• _Directions_: Reproduce exactly the lines of the material beneath, from the line that contains "filename adflow-client/src/services/transport.rs" to the line that contains "pub trait Transport: Send", both included, and no other lines.

• _Recorded information_:
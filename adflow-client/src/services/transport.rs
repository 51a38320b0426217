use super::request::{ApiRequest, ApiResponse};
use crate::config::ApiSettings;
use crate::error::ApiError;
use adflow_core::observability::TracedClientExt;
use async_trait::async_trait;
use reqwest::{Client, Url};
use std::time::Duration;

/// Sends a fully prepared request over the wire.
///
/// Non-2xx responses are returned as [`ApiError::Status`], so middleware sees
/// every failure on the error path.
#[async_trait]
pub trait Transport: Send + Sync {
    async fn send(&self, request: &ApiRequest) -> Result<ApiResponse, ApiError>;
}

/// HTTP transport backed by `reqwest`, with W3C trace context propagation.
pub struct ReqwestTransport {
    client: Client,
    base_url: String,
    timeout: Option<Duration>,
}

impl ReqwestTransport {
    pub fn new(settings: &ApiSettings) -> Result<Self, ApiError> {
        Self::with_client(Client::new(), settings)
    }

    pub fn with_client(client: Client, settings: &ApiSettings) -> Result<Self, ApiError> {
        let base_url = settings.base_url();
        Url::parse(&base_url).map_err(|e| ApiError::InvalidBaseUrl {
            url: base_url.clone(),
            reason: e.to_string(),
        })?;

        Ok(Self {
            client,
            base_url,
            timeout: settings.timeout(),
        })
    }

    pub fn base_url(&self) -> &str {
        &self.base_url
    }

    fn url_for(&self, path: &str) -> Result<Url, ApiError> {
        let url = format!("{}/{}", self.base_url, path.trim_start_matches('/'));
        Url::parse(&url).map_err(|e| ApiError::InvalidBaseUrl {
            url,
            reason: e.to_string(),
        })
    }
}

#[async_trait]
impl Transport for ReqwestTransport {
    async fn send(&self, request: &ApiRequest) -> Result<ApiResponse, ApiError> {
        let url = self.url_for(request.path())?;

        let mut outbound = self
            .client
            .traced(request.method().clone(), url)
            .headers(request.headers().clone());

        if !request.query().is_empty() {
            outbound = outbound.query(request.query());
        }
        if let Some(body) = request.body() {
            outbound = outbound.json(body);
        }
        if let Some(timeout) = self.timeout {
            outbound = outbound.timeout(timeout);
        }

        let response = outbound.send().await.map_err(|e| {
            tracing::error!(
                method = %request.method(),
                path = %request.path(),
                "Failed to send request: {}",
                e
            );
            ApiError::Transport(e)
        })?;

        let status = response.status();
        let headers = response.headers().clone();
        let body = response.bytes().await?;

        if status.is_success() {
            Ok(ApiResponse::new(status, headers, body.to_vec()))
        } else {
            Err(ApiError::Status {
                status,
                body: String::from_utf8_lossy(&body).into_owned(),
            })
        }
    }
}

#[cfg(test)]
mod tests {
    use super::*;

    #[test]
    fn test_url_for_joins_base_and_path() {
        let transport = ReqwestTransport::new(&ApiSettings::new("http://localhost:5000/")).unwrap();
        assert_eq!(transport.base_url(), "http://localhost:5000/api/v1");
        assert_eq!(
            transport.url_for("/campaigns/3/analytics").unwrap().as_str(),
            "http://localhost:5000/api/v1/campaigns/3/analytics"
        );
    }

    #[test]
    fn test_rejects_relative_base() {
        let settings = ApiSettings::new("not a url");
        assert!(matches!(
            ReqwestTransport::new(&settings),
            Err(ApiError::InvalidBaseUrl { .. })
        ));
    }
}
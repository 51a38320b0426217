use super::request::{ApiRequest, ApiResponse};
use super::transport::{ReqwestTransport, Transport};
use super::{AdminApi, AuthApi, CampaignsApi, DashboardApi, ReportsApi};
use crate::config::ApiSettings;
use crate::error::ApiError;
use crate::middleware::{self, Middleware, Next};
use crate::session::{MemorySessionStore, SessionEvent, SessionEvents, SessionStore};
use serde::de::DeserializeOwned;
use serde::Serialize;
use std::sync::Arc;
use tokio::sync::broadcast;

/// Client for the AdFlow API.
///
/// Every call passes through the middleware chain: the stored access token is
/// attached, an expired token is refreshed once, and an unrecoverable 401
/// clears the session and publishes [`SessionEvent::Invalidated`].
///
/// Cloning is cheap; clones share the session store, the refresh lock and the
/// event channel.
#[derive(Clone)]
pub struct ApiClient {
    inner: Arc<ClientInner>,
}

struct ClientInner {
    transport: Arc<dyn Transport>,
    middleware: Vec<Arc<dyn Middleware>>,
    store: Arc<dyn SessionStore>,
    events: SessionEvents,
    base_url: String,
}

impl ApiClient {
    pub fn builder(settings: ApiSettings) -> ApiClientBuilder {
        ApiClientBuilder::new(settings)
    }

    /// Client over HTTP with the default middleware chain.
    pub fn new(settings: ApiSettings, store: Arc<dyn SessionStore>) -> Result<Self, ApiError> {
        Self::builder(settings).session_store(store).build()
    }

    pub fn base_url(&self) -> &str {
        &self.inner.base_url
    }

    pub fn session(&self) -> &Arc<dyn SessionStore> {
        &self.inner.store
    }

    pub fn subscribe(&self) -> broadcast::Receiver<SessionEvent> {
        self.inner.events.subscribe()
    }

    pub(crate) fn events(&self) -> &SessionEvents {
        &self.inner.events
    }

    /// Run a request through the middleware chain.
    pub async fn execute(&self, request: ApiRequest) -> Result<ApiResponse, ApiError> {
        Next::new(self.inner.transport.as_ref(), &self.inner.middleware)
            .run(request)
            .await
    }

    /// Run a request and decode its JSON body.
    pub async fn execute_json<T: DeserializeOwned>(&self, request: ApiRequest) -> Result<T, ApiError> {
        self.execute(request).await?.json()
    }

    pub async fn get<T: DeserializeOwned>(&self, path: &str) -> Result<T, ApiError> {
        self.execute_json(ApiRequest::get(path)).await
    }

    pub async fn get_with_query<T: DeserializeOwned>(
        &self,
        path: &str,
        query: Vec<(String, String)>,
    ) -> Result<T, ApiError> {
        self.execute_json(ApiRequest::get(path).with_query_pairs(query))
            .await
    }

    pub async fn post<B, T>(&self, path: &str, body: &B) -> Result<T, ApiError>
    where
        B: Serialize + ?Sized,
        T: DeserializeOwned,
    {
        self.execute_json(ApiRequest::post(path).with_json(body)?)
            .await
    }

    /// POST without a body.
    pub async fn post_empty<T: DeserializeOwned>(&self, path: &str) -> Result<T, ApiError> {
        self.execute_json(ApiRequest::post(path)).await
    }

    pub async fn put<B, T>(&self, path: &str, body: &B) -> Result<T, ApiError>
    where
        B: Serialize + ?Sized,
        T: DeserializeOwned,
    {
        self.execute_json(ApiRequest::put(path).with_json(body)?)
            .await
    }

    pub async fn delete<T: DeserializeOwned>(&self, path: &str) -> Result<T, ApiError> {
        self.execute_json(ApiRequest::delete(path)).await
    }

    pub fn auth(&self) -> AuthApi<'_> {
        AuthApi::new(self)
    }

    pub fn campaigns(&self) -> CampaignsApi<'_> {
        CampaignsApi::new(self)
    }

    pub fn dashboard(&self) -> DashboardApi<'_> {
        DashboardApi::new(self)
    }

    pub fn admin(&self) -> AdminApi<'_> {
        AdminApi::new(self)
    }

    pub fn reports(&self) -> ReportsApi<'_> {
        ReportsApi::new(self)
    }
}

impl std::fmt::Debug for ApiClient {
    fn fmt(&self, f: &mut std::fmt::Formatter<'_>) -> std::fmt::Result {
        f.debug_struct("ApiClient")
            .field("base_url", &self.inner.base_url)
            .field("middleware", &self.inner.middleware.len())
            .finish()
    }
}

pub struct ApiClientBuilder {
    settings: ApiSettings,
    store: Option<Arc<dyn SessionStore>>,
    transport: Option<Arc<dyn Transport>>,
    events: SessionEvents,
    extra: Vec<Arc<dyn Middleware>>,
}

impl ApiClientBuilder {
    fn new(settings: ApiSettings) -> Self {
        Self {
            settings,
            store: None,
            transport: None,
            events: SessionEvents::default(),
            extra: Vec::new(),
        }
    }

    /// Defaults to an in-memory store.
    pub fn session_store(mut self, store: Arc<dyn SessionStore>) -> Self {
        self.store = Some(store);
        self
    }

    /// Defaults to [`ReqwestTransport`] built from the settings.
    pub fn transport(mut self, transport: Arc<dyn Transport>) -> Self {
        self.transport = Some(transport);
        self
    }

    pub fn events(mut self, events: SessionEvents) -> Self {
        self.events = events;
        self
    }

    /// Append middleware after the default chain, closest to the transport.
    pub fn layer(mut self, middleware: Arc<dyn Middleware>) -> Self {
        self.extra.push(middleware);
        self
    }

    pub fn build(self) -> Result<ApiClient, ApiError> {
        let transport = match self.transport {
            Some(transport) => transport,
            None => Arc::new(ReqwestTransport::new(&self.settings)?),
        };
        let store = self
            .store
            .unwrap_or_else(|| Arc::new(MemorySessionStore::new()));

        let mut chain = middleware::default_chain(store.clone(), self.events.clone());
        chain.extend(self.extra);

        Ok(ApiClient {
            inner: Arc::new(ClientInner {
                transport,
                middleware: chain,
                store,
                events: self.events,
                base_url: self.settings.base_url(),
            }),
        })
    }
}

...

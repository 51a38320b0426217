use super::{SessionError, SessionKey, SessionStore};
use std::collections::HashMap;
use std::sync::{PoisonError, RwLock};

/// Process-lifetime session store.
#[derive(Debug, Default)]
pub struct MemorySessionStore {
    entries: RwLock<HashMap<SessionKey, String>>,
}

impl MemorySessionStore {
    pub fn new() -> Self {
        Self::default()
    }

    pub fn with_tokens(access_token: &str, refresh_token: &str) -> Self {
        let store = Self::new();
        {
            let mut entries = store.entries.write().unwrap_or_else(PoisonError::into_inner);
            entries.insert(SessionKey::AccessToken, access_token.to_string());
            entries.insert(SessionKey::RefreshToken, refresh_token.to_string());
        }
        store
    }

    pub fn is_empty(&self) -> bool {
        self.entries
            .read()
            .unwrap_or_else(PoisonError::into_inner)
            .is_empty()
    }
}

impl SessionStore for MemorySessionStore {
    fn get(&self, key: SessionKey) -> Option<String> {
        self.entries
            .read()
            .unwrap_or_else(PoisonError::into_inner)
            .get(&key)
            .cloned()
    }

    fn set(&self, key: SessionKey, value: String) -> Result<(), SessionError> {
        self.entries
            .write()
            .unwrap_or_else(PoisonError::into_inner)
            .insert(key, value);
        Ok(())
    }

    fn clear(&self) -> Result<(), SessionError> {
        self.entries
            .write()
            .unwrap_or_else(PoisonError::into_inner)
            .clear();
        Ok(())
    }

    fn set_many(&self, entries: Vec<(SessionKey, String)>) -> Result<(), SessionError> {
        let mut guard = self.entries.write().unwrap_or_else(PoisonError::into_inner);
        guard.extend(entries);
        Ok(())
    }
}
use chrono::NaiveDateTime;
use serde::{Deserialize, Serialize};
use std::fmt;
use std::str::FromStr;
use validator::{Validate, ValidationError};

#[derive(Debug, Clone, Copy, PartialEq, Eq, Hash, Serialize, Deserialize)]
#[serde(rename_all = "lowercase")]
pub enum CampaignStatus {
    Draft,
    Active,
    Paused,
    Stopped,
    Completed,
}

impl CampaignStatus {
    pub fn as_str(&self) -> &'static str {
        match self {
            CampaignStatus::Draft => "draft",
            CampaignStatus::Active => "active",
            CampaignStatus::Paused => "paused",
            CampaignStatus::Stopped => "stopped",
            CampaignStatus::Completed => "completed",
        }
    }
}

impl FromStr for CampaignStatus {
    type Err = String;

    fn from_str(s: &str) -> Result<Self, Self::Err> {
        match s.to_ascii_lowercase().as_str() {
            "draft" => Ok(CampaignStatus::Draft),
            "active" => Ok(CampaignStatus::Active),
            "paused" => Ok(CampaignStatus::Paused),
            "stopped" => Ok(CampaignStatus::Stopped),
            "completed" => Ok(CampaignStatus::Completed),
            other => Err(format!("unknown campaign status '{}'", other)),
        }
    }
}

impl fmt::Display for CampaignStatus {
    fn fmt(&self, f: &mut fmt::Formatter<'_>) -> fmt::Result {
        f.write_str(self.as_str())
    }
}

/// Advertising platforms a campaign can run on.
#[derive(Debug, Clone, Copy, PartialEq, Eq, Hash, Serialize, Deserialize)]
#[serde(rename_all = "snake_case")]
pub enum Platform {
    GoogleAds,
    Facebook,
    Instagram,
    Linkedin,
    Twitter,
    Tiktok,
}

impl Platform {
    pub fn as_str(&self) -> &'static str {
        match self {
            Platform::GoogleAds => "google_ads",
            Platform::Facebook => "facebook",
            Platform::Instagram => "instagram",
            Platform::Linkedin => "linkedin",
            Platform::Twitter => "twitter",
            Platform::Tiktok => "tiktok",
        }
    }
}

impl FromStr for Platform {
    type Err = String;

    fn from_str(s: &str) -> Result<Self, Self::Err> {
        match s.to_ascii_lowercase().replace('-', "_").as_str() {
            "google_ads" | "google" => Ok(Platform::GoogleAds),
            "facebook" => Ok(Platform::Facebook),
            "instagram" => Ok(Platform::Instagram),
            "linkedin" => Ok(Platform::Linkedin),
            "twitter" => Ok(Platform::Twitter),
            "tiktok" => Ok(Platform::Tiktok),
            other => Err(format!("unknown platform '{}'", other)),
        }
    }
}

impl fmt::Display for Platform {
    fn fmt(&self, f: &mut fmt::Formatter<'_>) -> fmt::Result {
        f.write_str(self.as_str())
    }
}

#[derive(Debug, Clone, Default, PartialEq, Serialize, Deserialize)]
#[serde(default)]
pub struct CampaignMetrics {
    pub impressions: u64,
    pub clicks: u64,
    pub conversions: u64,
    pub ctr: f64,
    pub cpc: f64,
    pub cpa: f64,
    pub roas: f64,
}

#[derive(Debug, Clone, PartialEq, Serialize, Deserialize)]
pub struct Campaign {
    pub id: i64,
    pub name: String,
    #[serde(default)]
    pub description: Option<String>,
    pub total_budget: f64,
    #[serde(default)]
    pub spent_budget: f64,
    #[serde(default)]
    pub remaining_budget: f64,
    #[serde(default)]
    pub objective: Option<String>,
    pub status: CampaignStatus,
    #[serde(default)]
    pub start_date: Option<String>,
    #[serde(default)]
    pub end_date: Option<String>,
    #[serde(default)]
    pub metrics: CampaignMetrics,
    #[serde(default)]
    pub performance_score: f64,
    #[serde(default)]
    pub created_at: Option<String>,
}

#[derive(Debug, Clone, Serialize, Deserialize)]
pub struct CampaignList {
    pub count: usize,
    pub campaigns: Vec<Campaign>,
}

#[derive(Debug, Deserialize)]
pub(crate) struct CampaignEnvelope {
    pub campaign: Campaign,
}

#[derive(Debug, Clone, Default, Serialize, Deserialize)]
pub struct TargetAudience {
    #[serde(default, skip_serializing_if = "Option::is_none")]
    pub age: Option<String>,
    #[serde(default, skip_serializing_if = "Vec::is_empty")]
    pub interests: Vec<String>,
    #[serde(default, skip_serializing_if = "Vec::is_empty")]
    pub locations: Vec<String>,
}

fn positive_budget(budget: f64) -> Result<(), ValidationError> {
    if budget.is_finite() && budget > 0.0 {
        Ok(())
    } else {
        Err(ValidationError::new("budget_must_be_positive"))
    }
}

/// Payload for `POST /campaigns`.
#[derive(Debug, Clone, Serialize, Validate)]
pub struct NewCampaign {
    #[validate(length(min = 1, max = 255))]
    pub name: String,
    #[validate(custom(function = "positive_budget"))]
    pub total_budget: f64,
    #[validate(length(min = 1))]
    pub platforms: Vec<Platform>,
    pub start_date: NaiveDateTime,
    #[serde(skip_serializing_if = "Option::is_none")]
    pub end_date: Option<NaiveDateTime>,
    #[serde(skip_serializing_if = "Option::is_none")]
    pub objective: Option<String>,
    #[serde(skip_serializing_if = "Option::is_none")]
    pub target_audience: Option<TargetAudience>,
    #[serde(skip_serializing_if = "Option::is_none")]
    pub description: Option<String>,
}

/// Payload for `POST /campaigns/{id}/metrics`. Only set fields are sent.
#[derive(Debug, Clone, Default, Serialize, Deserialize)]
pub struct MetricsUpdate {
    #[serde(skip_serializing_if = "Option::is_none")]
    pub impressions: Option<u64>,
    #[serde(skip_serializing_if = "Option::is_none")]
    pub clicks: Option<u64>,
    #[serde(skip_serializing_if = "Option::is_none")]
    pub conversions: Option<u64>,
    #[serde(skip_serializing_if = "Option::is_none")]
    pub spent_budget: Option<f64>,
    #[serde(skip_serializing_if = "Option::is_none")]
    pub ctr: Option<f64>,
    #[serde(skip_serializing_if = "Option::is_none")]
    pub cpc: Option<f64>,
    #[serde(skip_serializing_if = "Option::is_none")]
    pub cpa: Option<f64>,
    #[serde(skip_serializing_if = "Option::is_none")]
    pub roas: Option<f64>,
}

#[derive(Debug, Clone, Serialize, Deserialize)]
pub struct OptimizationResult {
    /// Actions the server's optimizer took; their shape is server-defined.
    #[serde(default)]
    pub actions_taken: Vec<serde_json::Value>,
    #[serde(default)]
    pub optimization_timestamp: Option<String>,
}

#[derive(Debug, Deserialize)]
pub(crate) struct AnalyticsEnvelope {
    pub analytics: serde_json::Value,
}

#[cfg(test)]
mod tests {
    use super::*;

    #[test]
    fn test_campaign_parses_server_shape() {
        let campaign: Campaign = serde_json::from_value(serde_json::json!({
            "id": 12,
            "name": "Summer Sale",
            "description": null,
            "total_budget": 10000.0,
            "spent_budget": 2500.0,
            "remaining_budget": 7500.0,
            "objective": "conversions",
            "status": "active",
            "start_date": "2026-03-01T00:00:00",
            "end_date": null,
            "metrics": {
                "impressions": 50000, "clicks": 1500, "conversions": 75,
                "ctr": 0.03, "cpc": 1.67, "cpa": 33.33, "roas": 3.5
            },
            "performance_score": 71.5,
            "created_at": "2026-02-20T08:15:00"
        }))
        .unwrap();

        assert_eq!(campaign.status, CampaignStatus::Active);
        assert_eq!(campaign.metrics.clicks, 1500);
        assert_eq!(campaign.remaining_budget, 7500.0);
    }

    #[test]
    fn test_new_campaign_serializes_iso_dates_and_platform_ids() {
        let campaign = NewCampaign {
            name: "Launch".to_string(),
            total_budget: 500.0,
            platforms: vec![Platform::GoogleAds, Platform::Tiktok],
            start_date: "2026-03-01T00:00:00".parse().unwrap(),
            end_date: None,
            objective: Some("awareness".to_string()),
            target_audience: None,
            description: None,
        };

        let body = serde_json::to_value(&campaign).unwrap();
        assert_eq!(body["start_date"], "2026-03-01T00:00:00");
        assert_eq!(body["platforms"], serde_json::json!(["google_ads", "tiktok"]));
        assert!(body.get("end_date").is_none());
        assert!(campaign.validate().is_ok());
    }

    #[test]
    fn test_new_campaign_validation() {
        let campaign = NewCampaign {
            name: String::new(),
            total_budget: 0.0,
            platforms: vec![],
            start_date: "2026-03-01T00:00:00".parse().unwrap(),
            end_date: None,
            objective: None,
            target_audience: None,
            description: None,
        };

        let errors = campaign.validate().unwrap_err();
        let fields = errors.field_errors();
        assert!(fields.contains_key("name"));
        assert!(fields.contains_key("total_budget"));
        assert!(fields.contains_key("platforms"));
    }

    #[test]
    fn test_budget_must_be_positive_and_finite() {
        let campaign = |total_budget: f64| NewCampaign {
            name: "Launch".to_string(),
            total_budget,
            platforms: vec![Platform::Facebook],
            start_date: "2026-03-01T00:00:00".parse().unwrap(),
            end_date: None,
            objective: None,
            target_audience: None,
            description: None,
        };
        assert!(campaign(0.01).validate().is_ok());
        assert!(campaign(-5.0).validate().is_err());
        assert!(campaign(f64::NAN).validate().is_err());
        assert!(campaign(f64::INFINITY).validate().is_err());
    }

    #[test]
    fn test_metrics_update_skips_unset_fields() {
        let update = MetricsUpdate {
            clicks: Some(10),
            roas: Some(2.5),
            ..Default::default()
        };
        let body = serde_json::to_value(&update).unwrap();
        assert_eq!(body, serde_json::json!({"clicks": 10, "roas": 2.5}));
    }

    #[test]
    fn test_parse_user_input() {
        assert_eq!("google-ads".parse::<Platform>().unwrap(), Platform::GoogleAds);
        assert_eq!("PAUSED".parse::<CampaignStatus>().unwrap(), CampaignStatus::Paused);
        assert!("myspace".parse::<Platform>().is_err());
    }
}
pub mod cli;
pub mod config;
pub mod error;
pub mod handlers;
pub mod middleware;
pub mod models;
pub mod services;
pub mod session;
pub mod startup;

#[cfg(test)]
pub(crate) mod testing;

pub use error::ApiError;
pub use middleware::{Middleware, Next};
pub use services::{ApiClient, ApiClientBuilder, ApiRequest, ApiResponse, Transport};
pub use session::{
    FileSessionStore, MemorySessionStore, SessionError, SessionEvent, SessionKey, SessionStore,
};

--

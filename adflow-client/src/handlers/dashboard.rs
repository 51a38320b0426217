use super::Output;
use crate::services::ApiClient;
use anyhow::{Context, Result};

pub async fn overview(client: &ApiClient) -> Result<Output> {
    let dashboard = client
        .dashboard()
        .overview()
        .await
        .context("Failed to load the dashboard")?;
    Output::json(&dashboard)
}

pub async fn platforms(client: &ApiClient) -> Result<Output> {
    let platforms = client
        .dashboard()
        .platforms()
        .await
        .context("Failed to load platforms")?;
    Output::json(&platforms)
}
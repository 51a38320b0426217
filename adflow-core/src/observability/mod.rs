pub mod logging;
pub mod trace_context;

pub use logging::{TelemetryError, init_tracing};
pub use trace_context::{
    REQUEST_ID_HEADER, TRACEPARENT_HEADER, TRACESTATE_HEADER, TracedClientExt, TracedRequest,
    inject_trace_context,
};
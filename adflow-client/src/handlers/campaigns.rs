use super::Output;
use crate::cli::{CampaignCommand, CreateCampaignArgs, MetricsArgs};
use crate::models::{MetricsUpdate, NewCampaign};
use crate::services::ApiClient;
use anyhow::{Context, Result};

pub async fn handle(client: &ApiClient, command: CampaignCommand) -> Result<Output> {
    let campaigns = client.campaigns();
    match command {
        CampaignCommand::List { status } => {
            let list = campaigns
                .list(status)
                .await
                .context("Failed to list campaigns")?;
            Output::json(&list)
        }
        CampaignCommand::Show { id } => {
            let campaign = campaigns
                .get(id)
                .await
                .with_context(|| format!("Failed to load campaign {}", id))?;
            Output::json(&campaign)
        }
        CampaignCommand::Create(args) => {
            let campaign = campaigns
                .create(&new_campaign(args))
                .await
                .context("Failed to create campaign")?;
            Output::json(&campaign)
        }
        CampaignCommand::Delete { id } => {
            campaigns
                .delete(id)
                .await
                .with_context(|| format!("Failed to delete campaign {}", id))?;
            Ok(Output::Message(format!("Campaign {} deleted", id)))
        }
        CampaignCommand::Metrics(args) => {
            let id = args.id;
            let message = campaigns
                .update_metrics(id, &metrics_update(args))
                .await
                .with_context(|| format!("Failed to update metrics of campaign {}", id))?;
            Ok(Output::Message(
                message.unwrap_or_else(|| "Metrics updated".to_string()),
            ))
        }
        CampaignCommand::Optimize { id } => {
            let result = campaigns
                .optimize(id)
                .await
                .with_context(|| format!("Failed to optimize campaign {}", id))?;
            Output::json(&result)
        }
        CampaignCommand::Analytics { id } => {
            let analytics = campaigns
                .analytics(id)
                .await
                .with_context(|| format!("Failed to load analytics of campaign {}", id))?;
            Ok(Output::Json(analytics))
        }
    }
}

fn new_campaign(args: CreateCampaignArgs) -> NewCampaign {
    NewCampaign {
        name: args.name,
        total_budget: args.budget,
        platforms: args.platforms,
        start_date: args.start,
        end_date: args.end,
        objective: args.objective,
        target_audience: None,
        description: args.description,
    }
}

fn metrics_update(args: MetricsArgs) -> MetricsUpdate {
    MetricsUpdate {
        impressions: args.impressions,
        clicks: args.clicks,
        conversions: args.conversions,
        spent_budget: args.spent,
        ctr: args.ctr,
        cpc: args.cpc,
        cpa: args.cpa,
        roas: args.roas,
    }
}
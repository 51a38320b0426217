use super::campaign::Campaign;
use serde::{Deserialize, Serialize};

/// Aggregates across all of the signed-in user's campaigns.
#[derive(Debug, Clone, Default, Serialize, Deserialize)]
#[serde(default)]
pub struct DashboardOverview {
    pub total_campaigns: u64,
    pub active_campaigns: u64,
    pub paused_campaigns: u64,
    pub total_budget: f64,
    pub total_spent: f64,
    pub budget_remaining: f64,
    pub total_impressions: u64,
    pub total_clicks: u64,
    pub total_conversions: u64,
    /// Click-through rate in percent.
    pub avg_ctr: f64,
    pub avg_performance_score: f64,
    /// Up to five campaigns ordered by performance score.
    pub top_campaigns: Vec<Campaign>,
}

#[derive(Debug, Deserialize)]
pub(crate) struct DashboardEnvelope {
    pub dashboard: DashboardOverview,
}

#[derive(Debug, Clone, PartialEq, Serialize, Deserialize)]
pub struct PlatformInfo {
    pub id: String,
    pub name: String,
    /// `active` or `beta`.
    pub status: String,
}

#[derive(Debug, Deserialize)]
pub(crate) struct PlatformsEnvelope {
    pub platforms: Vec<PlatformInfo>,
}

• _Output of the exercise_:
filename adflow-client/src/services/transport.rs
repository 51a38320b0426217
use super::request::{ApiRequest, ApiResponse};
use crate::config::ApiSettings;
use crate::error::ApiError;
use adflow_core::observability::TracedClientExt;
use async_trait::async_trait;
use reqwest::{Client, Url};
use std::time::Duration;

/// Sends a fully prepared request over the wire.
///
/// Non-2xx responses are returned as [`ApiError::Status`], so middleware sees
/// every failure on the error path.
#[async_trait]
pub trait Transport: Send + Sync {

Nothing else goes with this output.